The Reagan Administration’s intentions are evident in its warm embrace of dictators and its efforts to eliminate Congressional human-rights reports and to restore and increase aid to repressive governments. Reagan is banking on his ability to keep the public’s attention focused on domestic–particularly economic–matters. He is also counting on a post-Iran eagerness to turn away from foreign affairs.
Reagan has made foreign affairs relatively simple. The Soviet menace is so overwhelming and the United States is so weak that we must blindly embrace all anti-Communist governments in order to defend liberty, justice and democracy.
The message to the world is clear: the United States is not serious about human rights. Although it will continue to mouth pieties, this country will not act on behalf of human rights.
But the Administration has been challenged. Democrat Don Bonker, chairman of the House Human Rights and International Organizations Subcommittee, and a handful of others in Congress have repeatedly urged Reagan not to abandon the U.S. commitment to human rights. Senator Christopher Dodd, Democrat of Connecticut, who recently visited El Salvador to discuss U.S. military aid, succeeded in making such aid contingent on peace negotiations and an improvement of the Salvadoran record on human rights. Though the Argentine regime is being courted by the U.S. military, arms sales and economic aid are contingent on improvements in the human-rights situation there. The policy is having some effect. The most recent U.S. general to call on the Argentines was reported to have carried a list of conditions for arms sales, including moves toward a democratic government and progress on human rights.
It is likely that even before Reagan’s bid for the Presidency, some of his industrialist friends had complained to him of the losses American business had suffered because of human-rights restrictions.

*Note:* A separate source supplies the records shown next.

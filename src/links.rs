// This Source Code Form is subject to the terms of the Mozilla Public
// License, v. 2.0. If a copy of the MPL was not distributed with this
// file, You can obtain one at http://mozilla.org/MPL/2.0/.

//! Endpoint templates for every call this crate wraps.
//!
//! Templates are relative to `ClientConfig::api_url`; `:name` segments are filled in from the
//! call's parameters.

pub const API_BASE: &str = "https://api.twitter.com";

pub mod auth {
    pub const BEARER_TOKEN: &str = "https://api.twitter.com/oauth2/token";
}

pub mod tweets {
    pub const LOOKUP: &str = "/2/tweets";
    pub const SHOW: &str = "/2/tweets/:id";
    pub const CREATE: &str = "/2/tweets";
    pub const DELETE: &str = "/2/tweets/:id";
    pub const USER_TIMELINE: &str = "/2/users/:id/tweets";
    pub const USER_MENTIONS: &str = "/2/users/:id/mentions";
}

pub mod users {
    pub const LOOKUP: &str = "/2/users";
    pub const SHOW: &str = "/2/users/:id";
    pub const SHOW_BY_USERNAME: &str = "/2/users/by/username/:username";
    pub const ME: &str = "/2/users/me";
}

pub mod lists {
    pub const SHOW: &str = "/2/lists/:id";
    pub const CREATE: &str = "/2/lists";
    pub const DELETE: &str = "/2/lists/:id";
    pub const MEMBERS: &str = "/2/lists/:id/members";
    pub const OWNED: &str = "/2/users/:id/owned_lists";
}

pub mod stream {
    pub const SAMPLE: &str = "/2/tweets/sample/stream";
    pub const SEARCH: &str = "/2/tweets/search/stream";
    pub const RULES: &str = "/2/tweets/search/stream/rules";
}
// This Source Code Form is subject to the terms of the Mozilla Public
// License, v. 2.0. If a copy of the MPL was not distributed with this
// file, You can obtain one at http://mozilla.org/MPL/2.0/.

//! Internal mechanisms for the `auth` module.

use std::borrow::Cow;
use std::collections::BTreeMap;
use std::fmt;
use std::time::{SystemTime, UNIX_EPOCH};

use hmac::{Hmac, Mac, NewMac};
use hyper::header::{AUTHORIZATION, CONTENT_TYPE};
use hyper::{Body, Method, Request};
use rand::{self, Rng};
use sha1::Sha1;
use url::Url;

use crate::common::*;
use crate::error;

use super::{KeyPair, Token};

/// Assembles a request to a fully-resolved URL and attaches its authorization.
///
/// The URL given here already carries its query string; when the request is signed with OAuth1,
/// the query is split back out of it so it can take part in the signature.
pub struct RequestBuilder<'a> {
    uri: &'a str,
    method: Method,
    body: Option<(Body, &'static str)>,
}

impl<'a> RequestBuilder<'a> {
    pub fn new(method: Method, uri: &'a str) -> Self {
        RequestBuilder {
            uri,
            method,
            body: None,
        }
    }

    pub fn with_body_json(self, body: impl Into<Body>) -> Self {
        self.with_body(body, "application/json; charset=UTF-8")
    }

    pub fn with_body(self, body: impl Into<Body>, content: &'static str) -> Self {
        RequestBuilder {
            body: Some((body.into(), content)),
            ..self
        }
    }

    pub fn request_keys(self, consumer_key: &KeyPair, token: &KeyPair) -> error::Result<Request<Body>> {
        consumer_key.check_consumer()?;
        token.check_access()?;

        let (base_uri, params) = signature_target(self.uri)?;
        let oauth = OAuthParams::from_keys(consumer_key.clone(), token.clone())
            .sign_request(&self.method, &base_uri, &params);
        self.request_authorization(oauth.to_string())
    }

    pub fn request_token(self, token: &Token) -> error::Result<Request<Body>> {
        token.check()?;

        match token {
            Token::Access { consumer, access } => self.request_keys(consumer, access),
            Token::Bearer(bearer) => self.request_authorization(format!("Bearer {}", bearer)),
        }
    }

    pub fn request_consumer_bearer(self, consumer_key: &KeyPair) -> error::Result<Request<Body>> {
        self.request_authorization(bearer_request(consumer_key))
    }

    fn request_authorization(self, authorization: String) -> error::Result<Request<Body>> {
        let request = Request::builder()
            .method(self.method)
            .uri(self.uri)
            .header(AUTHORIZATION, authorization);

        let request = if let Some((body, content)) = self.body {
            request.header(CONTENT_TYPE, content).body(body)?
        } else {
            request.body(Body::empty())?
        };

        Ok(request)
    }
}

/// Splits the given URL into the base URL used in an OAuth signature (scheme, host, port, and
/// path) and the parameters from its query string.
fn signature_target(uri: &str) -> error::Result<(String, ParamList)> {
    let mut url = Url::parse(uri)?;
    let params = url.query_pairs().fold(ParamList::new(), |params, (k, v)| {
        params.add_param(k.into_owned(), v.into_owned())
    });

    url.set_query(None);
    url.set_fragment(None);

    Ok((url.to_string(), params))
}

/// OAuth header set used to create an OAuth signature.
#[derive(Clone, Debug)]
struct OAuthParams {
    /// The consumer key that represents the app making the API request.
    consumer_key: KeyPair,
    /// The token that represents the user authorizing the request.
    token: KeyPair,
    /// A random token representing the request itself. Used to de-duplicate requests on Twitter's
    /// end.
    nonce: String,
    /// A Unix timestamp for when the request was created.
    timestamp: u64,
}

impl OAuthParams {
    /// Creates a new `OAuthParams` header with the given keys, a new `timestamp`, and a new
    /// `nonce`.
    fn from_keys(consumer_key: KeyPair, token: KeyPair) -> OAuthParams {
        let timestamp = match SystemTime::now().duration_since(UNIX_EPOCH) {
            Ok(dur) => dur,
            Err(err) => err.duration(),
        }
        .as_secs();
        let mut rng = rand::thread_rng();
        let nonce = ::std::iter::repeat(())
            .map(|()| char::from(rng.sample(rand::distributions::Alphanumeric)))
            .take(32)
            .collect::<String>();
        OAuthParams {
            consumer_key,
            token,
            nonce,
            timestamp,
        }
    }

    /// Uses the parameters in this `OAuthParams` instance to generate a signature for the given
    /// request, returning it as a `SignedHeader`.
    ///
    /// `uri` must already be normalized: no query string, no fragment.
    fn sign_request(self, method: &Method, uri: &str, params: &ParamList) -> SignedHeader {
        let query_string = {
            let sig_params = params
                .clone()
                .add_param("oauth_consumer_key", self.consumer_key.key.clone())
                .add_param("oauth_nonce", self.nonce.clone())
                .add_param("oauth_signature_method", "HMAC-SHA1")
                .add_param("oauth_timestamp", self.timestamp.to_string())
                .add_param("oauth_token", self.token.key.clone())
                .add_param("oauth_version", "1.0");

            let mut query = sig_params
                .iter()
                .map(|(k, v)| format!("{}={}", percent_encode(k), percent_encode(v)))
                .collect::<Vec<_>>();
            query.sort();

            query.join("&")
        };

        let base_str = format!(
            "{}&{}&{}",
            percent_encode(method.as_str()),
            percent_encode(uri),
            percent_encode(&query_string)
        );
        let key = format!(
            "{}&{}",
            percent_encode(&self.consumer_key.secret),
            percent_encode(&self.token.secret)
        );

        let mut digest =
            Hmac::<Sha1>::new_from_slice(key.as_bytes()).expect("HMAC accepts keys of any length");
        digest.update(base_str.as_bytes());

        let mut params: BTreeMap<&'static str, Cow<'static, str>> = BTreeMap::new();
        params.insert("oauth_signature_method", "HMAC-SHA1".into());
        params.insert("oauth_version", "1.0".into());
        params.insert("oauth_consumer_key", self.consumer_key.key);
        params.insert("oauth_token", self.token.key);
        params.insert("oauth_nonce", self.nonce.into());
        params.insert("oauth_timestamp", self.timestamp.to_string().into());
        params.insert(
            "oauth_signature",
            base64::encode(&digest.finalize().into_bytes()).into(),
        );

        SignedHeader { params }
    }
}

/// A set of `OAuthParams` parameters combined with a request signature, ready to be attached to a
/// request.
struct SignedHeader {
    /// The OAuth parameters used to create the signature.
    params: BTreeMap<&'static str, Cow<'static, str>>,
}

/// The `Display` impl for `SignedHeader` formats it as an `Authorization` header for an HTTP
/// request.
impl fmt::Display for SignedHeader {
    fn fmt(&self, f: &mut fmt::Formatter) -> fmt::Result {
        // authorization scheme
        write!(f, "OAuth ")?;

        // authorization data

        let mut first = true;
        for (k, v) in &self.params {
            if first {
                first = false;
            } else {
                write!(f, ", ")?;
            }

            write!(f, "{}=\"{}\"", k, percent_encode(v))?;
        }

        Ok(())
    }
}

/// Creates a basic `Authorization` header based on the given consumer token.
///
/// The authorization created by this function can only be used with requests to generate or
/// invalidate a bearer token. Using this authorization with any other endpoint will result in an
/// invalid request.
fn bearer_request(con_token: &KeyPair) -> String {
    let text = format!("{}:{}", con_token.key, con_token.secret);
    format!("Basic {}", base64::encode(&text))
}

#[cfg(test)]
mod tests {
    use super::*;
    use crate::error::Error;

    // The worked example from Twitter's "Creating a signature" guide.
    fn sample_params() -> OAuthParams {
        OAuthParams {
            consumer_key: KeyPair::new(
                "xvz1evFS4wEEPTGEFPHBog",
                "kAcSOqF21Fu85e7zjz7ZN2U4ZRhfV3WpwPAoE3Z7kBw",
            ),
            token: KeyPair::new(
                "370773112-GmHxMAgYyLbNEtIKZeRNFsMKPR9EyMZeS9weJAEb",
                "LswwdoUaIvS8ltyTt5jkRh4J50vUPVVHtR2YPi5kE",
            ),
            nonce: "kYjzVBB8Y0ZFabxSWbWovY3uYSQ2pTgmZeNu2VS4cg".to_string(),
            timestamp: 1318622958,
        }
    }

    fn sample_request_params() -> ParamList {
        ParamList::new()
            .add_param("include_entities", "true")
            .add_param("status", "Hello Ladies + Gentlemen, a signed OAuth request!")
    }

    #[test]
    fn signature_matches_reference() {
        let header = sample_params().sign_request(
            &Method::POST,
            "https://api.twitter.com/1.1/statuses/update.json",
            &sample_request_params(),
        );

        assert_eq!(header.params["oauth_signature"], "hCtSmYh+iHYCEqBWrE7C7hYmtUk=");
        assert_eq!(
            header.to_string(),
            "OAuth oauth_consumer_key=\"xvz1evFS4wEEPTGEFPHBog\", \
             oauth_nonce=\"kYjzVBB8Y0ZFabxSWbWovY3uYSQ2pTgmZeNu2VS4cg\", \
             oauth_signature=\"hCtSmYh%2BiHYCEqBWrE7C7hYmtUk%3D\", \
             oauth_signature_method=\"HMAC-SHA1\", \
             oauth_timestamp=\"1318622958\", \
             oauth_token=\"370773112-GmHxMAgYyLbNEtIKZeRNFsMKPR9EyMZeS9weJAEb\", \
             oauth_version=\"1.0\""
        );
    }

    #[test]
    fn signature_is_deterministic() {
        let sign = || {
            sample_params()
                .sign_request(
                    &Method::GET,
                    "https://api.twitter.com/2/users/2244994945/tweets",
                    &ParamList::new().add_param("max_results", "10"),
                )
                .to_string()
        };

        assert_eq!(sign(), sign());
    }

    #[test]
    fn query_is_split_from_signature_target() {
        let (base, params) = signature_target(
            "https://api.twitter.com/2/tweets?ids=1%2C2&tweet.fields=created_at",
        )
        .unwrap();

        assert_eq!(base, "https://api.twitter.com/2/tweets");
        assert_eq!(params.get("ids").map(|v| v.as_ref()), Some("1,2"));
        assert_eq!(params.get("tweet.fields").map(|v| v.as_ref()), Some("created_at"));
    }

    #[test]
    fn fresh_nonce_per_request() {
        let consumer = KeyPair::new("key", "secret");
        let token = KeyPair::new("token", "token secret");
        let first = OAuthParams::from_keys(consumer.clone(), token.clone());
        let second = OAuthParams::from_keys(consumer, token);

        assert_eq!(first.nonce.len(), 32);
        assert!(first.nonce.chars().all(|c| c.is_ascii_alphanumeric()));
        assert_ne!(first.nonce, second.nonce);
    }

    #[test]
    fn signed_request_carries_oauth_header() {
        let token = Token::Access {
            consumer: KeyPair::new("key", "secret"),
            access: KeyPair::new("token", "token secret"),
        };
        let req = RequestBuilder::new(Method::GET, "https://api.twitter.com/2/tweets/20")
            .request_token(&token)
            .unwrap();

        let auth = req.headers()[AUTHORIZATION].to_str().unwrap();
        assert!(auth.starts_with("OAuth oauth_consumer_key=\"key\", oauth_nonce=\""));
        assert!(auth.contains("oauth_token=\"token\""));
        assert!(auth.contains("oauth_signature=\""));
    }

    #[test]
    fn missing_token_secret_is_never_signed() {
        let token = Token::Access {
            consumer: KeyPair::new("key", "secret"),
            access: KeyPair::new("token", ""),
        };

        match RequestBuilder::new(Method::GET, "https://api.twitter.com/2/tweets/20").request_token(&token) {
            Err(Error::MissingCredential("access_token_secret")) => (),
            other => panic!("unexpected result: {:?}", other.map(|r| r.headers().clone())),
        }
    }

    #[test]
    fn bearer_header() {
        let con_key = "xvz1evFS4wEEPTGEFPHBog";
        let con_secret = "L8qq9PZyRg6ieKGEKhZolGC0vJWLw8iEJ88DRdyOg";
        let con_token = KeyPair::new(con_key, con_secret);

        let output = bearer_request(&con_token);

        assert_eq!(output, "Basic eHZ6MWV2RlM0d0VFUFRHRUZQSEJvZzpMOHFxOVBaeVJnNmllS0dFS2hab2xHQzB2SldMdzhpRUo4OERSZHlPZw==");
    }

    #[test]
    fn json_body_gets_content_type() {
        let req = RequestBuilder::new(Method::POST, "https://api.twitter.com/2/tweets")
            .with_body_json(r#"{"text":"hello"}"#)
            .request_token(&Token::Bearer("abc123".to_string()))
            .unwrap();

        assert_eq!(req.headers()[AUTHORIZATION], "Bearer abc123");
        assert_eq!(req.headers()[CONTENT_TYPE], "application/json; charset=UTF-8");
    }
}
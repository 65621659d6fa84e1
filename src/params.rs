// This Source Code Form is subject to the terms of the Mozilla Public
// License, v. 2.0. If a copy of the MPL was not distributed with this
// file, You can obtain one at http://mozilla.org/MPL/2.0/.

//! The contract between a set of request parameters and the code that builds requests from them.
//!
//! Every API call in this crate takes its inputs as a struct implementing [`Parameters`]. The
//! struct decides what varies per endpoint: which path segments it fills in, which query
//! parameters it recognizes, and whether it sends a JSON body. The [`Client`] decides everything
//! else: the base URL, the authorization, and how the request is sent.
//!
//! Most implementations are a few lines long, and lean on [`resolve_endpoint`] and [`json_body`]:
//!
//! ```
//! use egg_mode_v2::params::{resolve_endpoint, Parameters};
//! use egg_mode_v2::raw::ParamList;
//!
//! struct ListMembers {
//!     id: String,
//!     max_results: Option<u32>,
//! }
//!
//! impl Parameters for ListMembers {
//!     fn resolve_endpoint(&self, endpoint: &str) -> Option<String> {
//!         let query = ParamList::new()
//!             .add_opt_param("max_results", self.max_results.map(|n| n.to_string()));
//!         resolve_endpoint(endpoint, &[("id", &self.id)], &query)
//!     }
//! }
//!
//! let params = ListMembers { id: "84839422".to_string(), max_results: Some(5) };
//! assert_eq!(
//!     params.resolve_endpoint("https://api.twitter.com/2/lists/:id/members").as_deref(),
//!     Some("https://api.twitter.com/2/lists/84839422/members?max_results=5"),
//! );
//!
//! let missing = ListMembers { id: String::new(), max_results: None };
//! assert_eq!(missing.resolve_endpoint("https://api.twitter.com/2/lists/:id/members"), None);
//! ```
//!
//! [`Parameters`]: trait.Parameters.html
//! [`Client`]: ../struct.Client.html
//! [`resolve_endpoint`]: fn.resolve_endpoint.html
//! [`json_body`]: fn.json_body.html

use serde::Serialize;

use crate::common::*;
use crate::error;

/// The inputs of one API operation.
///
/// The credential used to authorize the request is not part of this trait: the [`Client`] passes
/// it to the request builder directly, so one parameter value can be reused across calls, clients,
/// and threads.
///
/// [`Client`]: ../struct.Client.html
pub trait Parameters {
    /// Resolves the given endpoint template into the URL to call.
    ///
    /// Placeholder segments like `:id` are replaced with values from these parameters, and the
    /// query parameters this operation recognizes are appended in alphabetical order. Returns
    /// `None` if a required path value is missing or empty; the request is never sent in that
    /// case.
    fn resolve_endpoint(&self, endpoint: &str) -> Option<String>;

    /// Returns the JSON body to send with the request, if this operation has one.
    fn body(&self) -> error::Result<Option<Vec<u8>>> {
        Ok(None)
    }
}

impl<P: Parameters + ?Sized> Parameters for &P {
    fn resolve_endpoint(&self, endpoint: &str) -> Option<String> {
        (**self).resolve_endpoint(endpoint)
    }

    fn body(&self) -> error::Result<Option<Vec<u8>>> {
        (**self).body()
    }
}

/// Parameters for endpoints that take no input at all.
#[derive(Debug, Clone, Copy, Default)]
pub struct NoParams;

impl Parameters for NoParams {
    fn resolve_endpoint(&self, endpoint: &str) -> Option<String> {
        resolve_endpoint(endpoint, &[], &ParamList::new())
    }
}

/// Fills in the given endpoint template and appends the given query parameters.
///
/// Every segment of `template` that starts with a colon (like `:id` in `/2/tweets/:id`) is
/// replaced with the percent-encoded value paired with that name in `path`. If a placeholder has
/// no value, or its value is empty, this returns `None`. Only whole path segments are
/// placeholders, so the scheme and port of a full URL are left alone.
pub fn resolve_endpoint(template: &str, path: &[(&str, &str)], query: &ParamList) -> Option<String> {
    let mut segments = Vec::new();
    for segment in template.split('/') {
        match segment.strip_prefix(':') {
            Some(name) => {
                let value = path
                    .iter()
                    .find(|(key, _)| *key == name)
                    .map(|(_, value)| *value)
                    .filter(|value| !value.is_empty())?;
                segments.push(percent_encode(value).to_string());
            }
            None => segments.push(segment.to_string()),
        }
    }

    let mut url = segments.join("/");
    if !query.is_empty() {
        url.push('?');
        url.push_str(&query.to_urlencoded());
    }

    Some(url)
}

/// Serializes the given value as a request body.
pub fn json_body<T: Serialize + ?Sized>(body: &T) -> error::Result<Option<Vec<u8>>> {
    Ok(Some(serde_json::to_vec(body)?))
}
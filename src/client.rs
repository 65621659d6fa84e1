// This Source Code Form is subject to the terms of the Mozilla Public
// License, v. 2.0. If a copy of the MPL was not distributed with this
// file, You can obtain one at http://mozilla.org/MPL/2.0/.

use hyper::header::{HeaderValue, USER_AGENT};
use hyper::{Body, Method, Request};
use serde::de::DeserializeOwned;

use crate::auth::raw::RequestBuilder;
use crate::auth::{Credentials, Token};
use crate::common::*;
use crate::config::ClientConfig;
use crate::error::{self, Error};
use crate::params::Parameters;
use crate::stream::{StopHandle, TwitterStream};

/// A handle to the Twitter API.
///
/// A `Client` bundles the HTTP connection pool, the token requests are authorized with, and the
/// configuration that says where requests go. It's cheap to clone, and clones can be used from
/// several tasks at once; the token is only ever replaced through [`set_token`].
///
/// Every API function in this crate goes through one of two methods: [`call`] for regular
/// request/response endpoints, and [`call_stream`] for endpoints that keep the connection open.
/// They can also be used directly to reach endpoints this crate doesn't wrap.
///
/// ```rust,no_run
/// use egg_mode_v2::{Client, ClientConfig};
/// use egg_mode_v2::auth::Credentials;
/// use egg_mode_v2::tweet::{self, TweetLookup};
///
/// # #[tokio::main]
/// # async fn main() -> egg_mode_v2::error::Result<()> {
/// let creds = Credentials::AppOnly {
///     consumer_key: "consumer key".to_string(),
///     consumer_secret: "consumer secret".to_string(),
/// };
/// let client = Client::new(creds, ClientConfig::default()).await?;
///
/// let tweet = tweet::show(&client, &TweetLookup::new("1228393702244134912")).await?;
/// if let Some(tweet) = &tweet.data {
///     println!("{}", tweet.text);
/// }
/// # Ok(())
/// # }
/// ```
///
/// [`set_token`]: #method.set_token
/// [`call`]: #method.call
/// [`call_stream`]: #method.call_stream
#[derive(Clone)]
pub struct Client {
    http: HttpClient,
    token: Token,
    config: ClientConfig,
}

impl Client {
    /// Builds a client from the given credentials.
    ///
    /// If the credentials are `Credentials::AppOnly`, this requests a bearer token from Twitter
    /// before returning, and fails if Twitter doesn't hand one back. Missing keys or secrets are
    /// reported here rather than on the first call.
    pub async fn new(credentials: Credentials, config: ClientConfig) -> error::Result<Client> {
        let http = new_http_client();
        let token = credentials.into_token(&http, &config.token_url).await?;

        Ok(Client { http, token, config })
    }

    /// Builds a client around a token you already have. This never touches the network.
    pub fn with_token(token: Token, config: ClientConfig) -> Client {
        Client {
            http: new_http_client(),
            token,
            config,
        }
    }

    /// Returns the token requests are authorized with.
    pub fn token(&self) -> &Token {
        &self.token
    }

    /// Replaces the token requests are authorized with.
    pub fn set_token(&mut self, token: Token) {
        self.token = token;
    }

    /// Returns the configuration this client was built with.
    pub fn config(&self) -> &ClientConfig {
        &self.config
    }

    /// Returns the underlying hyper client, for use with the functions in the `raw` module.
    pub fn http_client(&self) -> &HttpClient {
        &self.http
    }

    /// Assembles an authorized request for the given endpoint, without sending it.
    ///
    /// `endpoint` is either a template relative to the configured API URL (like
    /// `/2/tweets/:id`) or a full URL. If the parameters can't fill in the template, this returns
    /// `Error::MissingParameter`.
    pub fn build_request<P>(&self, method: Method, endpoint: &str, params: &P) -> error::Result<Request<Body>>
    where
        P: Parameters + ?Sized,
    {
        let template = self.config.endpoint_url(endpoint);
        let url = params
            .resolve_endpoint(&template)
            .ok_or_else(|| Error::MissingParameter(template.clone()))?;

        let mut builder = RequestBuilder::new(method, &url);
        if let Some(body) = params.body()? {
            builder = builder.with_body_json(body);
        }

        let mut request = builder.request_token(&self.token)?;
        request
            .headers_mut()
            .insert(USER_AGENT, HeaderValue::from_str(&self.config.user_agent)?);

        Ok(request)
    }

    /// Calls the given endpoint and decodes its JSON response.
    pub async fn call<P, T>(&self, method: Method, endpoint: &str, params: &P) -> error::Result<Response<T>>
    where
        P: Parameters + ?Sized,
        T: DeserializeOwned,
    {
        let request = self.build_request(method, endpoint, params)?;
        request_with_json_response(&self.http, request).await
    }

    /// Opens a stream on the given endpoint.
    ///
    /// This returns once Twitter has accepted the connection; an error status at that point is
    /// returned as an error. The stream then decodes one `T` per line Twitter sends. See
    /// [`TwitterStream`] for how to read it.
    ///
    /// [`TwitterStream`]: stream/struct.TwitterStream.html
    pub async fn call_stream<P, T>(&self, method: Method, endpoint: &str, params: &P) -> error::Result<TwitterStream<T>>
    where
        P: Parameters + ?Sized,
        T: DeserializeOwned,
    {
        self.call_stream_with_stop(method, endpoint, params, StopHandle::new())
            .await
    }

    /// Opens a stream on the given endpoint, which will be closed when the given `StopHandle` is
    /// stopped.
    ///
    /// Stopping the handle while the connection is still being opened abandons it and returns
    /// `Error::StreamStopped`.
    pub async fn call_stream_with_stop<P, T>(
        &self,
        method: Method,
        endpoint: &str,
        params: &P,
        stop: StopHandle,
    ) -> error::Result<TwitterStream<T>>
    where
        P: Parameters + ?Sized,
        T: DeserializeOwned,
    {
        let request = self.build_request(method, endpoint, params)?;
        TwitterStream::open(&self.http, request, stop).await
    }
}

impl std::fmt::Debug for Client {
    fn fmt(&self, f: &mut std::fmt::Formatter<'_>) -> std::fmt::Result {
        let auth = match self.token {
            Token::Access { .. } => "user context",
            Token::Bearer(_) => "bearer",
        };
        f.debug_struct("Client")
            .field("auth", &auth)
            .field("config", &self.config)
            .finish()
    }
}
// This Source Code Form is subject to the terms of the Mozilla Public
// License, v. 2.0. If a copy of the MPL was not distributed with this
// file, You can obtain one at http://mozilla.org/MPL/2.0/.

//! Client configuration options.

use serde::Deserialize;

use crate::links;

/// Configuration for a [`Client`].
///
/// The defaults point at Twitter's production API. Every field can be loaded with serde; missing
/// fields keep their defaults.
///
/// ```
/// use egg_mode_v2::ClientConfig;
///
/// let config = ClientConfig::default().with_user_agent("my-app/1.0");
/// assert_eq!(config.api_url, "https://api.twitter.com");
/// ```
///
/// [`Client`]: struct.Client.html
#[derive(Debug, Clone, PartialEq, Eq, Deserialize)]
#[serde(default)]
pub struct ClientConfig {
    /// The base URL relative endpoint templates are resolved against.
    pub api_url: String,
    /// The URL bearer tokens are requested from.
    pub token_url: String,
    /// The `User-Agent` header sent with every request.
    pub user_agent: String,
}

impl Default for ClientConfig {
    fn default() -> Self {
        ClientConfig {
            api_url: links::API_BASE.to_string(),
            token_url: links::auth::BEARER_TOKEN.to_string(),
            user_agent: format!("egg-mode-v2/{}", env!("CARGO_PKG_VERSION")),
        }
    }
}

impl ClientConfig {
    /// Create a new configuration with default values.
    pub fn new() -> Self {
        Self::default()
    }

    /// Set the base URL endpoint templates are resolved against.
    pub fn with_api_url(mut self, api_url: impl Into<String>) -> Self {
        self.api_url = api_url.into();
        self
    }

    /// Set the URL bearer tokens are requested from.
    pub fn with_token_url(mut self, token_url: impl Into<String>) -> Self {
        self.token_url = token_url.into();
        self
    }

    /// Set the `User-Agent` header.
    pub fn with_user_agent(mut self, user_agent: impl Into<String>) -> Self {
        self.user_agent = user_agent.into();
        self
    }

    /// Returns the full URL for the given endpoint template. Templates that are already absolute
    /// URLs are returned unchanged.
    pub fn endpoint_url(&self, endpoint: &str) -> String {
        if endpoint.starts_with("https://") || endpoint.starts_with("http://") {
            endpoint.to_string()
        } else {
            format!("{}{}", self.api_url.trim_end_matches('/'), endpoint)
        }
    }
}
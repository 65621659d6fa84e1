// This Source Code Form is subject to the terms of the Mozilla Public
// License, v. 2.0. If a copy of the MPL was not distributed with this
// file, You can obtain one at http://mozilla.org/MPL/2.0/.

use hyper::Method;

use crate::common::*;
use crate::error;
use crate::links;
use crate::user::User;
use crate::Client;

use super::*;

/// Look up information for a single list.
pub async fn show(client: &Client, params: &ListLookup) -> error::Result<Response<ApiResponse<List>>> {
    client.call(Method::GET, links::lists::SHOW, params).await
}

/// Create a new list owned by the authenticated user.
///
/// Twitter only sends back the new list's `id` and `name`.
pub async fn create(client: &Client, draft: &CreateList) -> error::Result<Response<ApiResponse<List>>> {
    client.call(Method::POST, links::lists::CREATE, draft).await
}

/// Delete a list owned by the authenticated user.
pub async fn delete(client: &Client, params: &DeleteList) -> error::Result<Response<ApiResponse<DeletedList>>> {
    client.call(Method::DELETE, links::lists::DELETE, params).await
}

/// Look up the users that have been added to the given list.
pub async fn members(client: &Client, params: &ListMembers) -> error::Result<Response<ApiResponse<Vec<User>, PageMeta>>> {
    client.call(Method::GET, links::lists::MEMBERS, params).await
}

/// Look up the lists owned by the given user.
pub async fn owned(client: &Client, params: &OwnedLists) -> error::Result<Response<ApiResponse<Vec<List>, PageMeta>>> {
    client.call(Method::GET, links::lists::OWNED, params).await
}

They may have convinced Reagan that those off-limits governments with which they wanted to do business had had just provocation for their repressive actions.
Given his preoccupation with the supposed Soviet threat, U.S. business interests abroad and propping up anti-communist governments, a man who thinks only that the Russians are dangerous, China is big and Africa black (except for the little white tip) will inevitably come up with a disastrous human-rights policy.
I find it difficult to imagine that this can continue for three more years or that the American people will stand for it. Our allies are frightened and may desert us. Our enemies, we can only hope, will not figure out the extent of our disarray before we get back on track. I am far less worried about regaining military superiority over the Soviet Union than I am about a United States that has not been able or willing to develop a foreign policy, and that now has a President who does not care.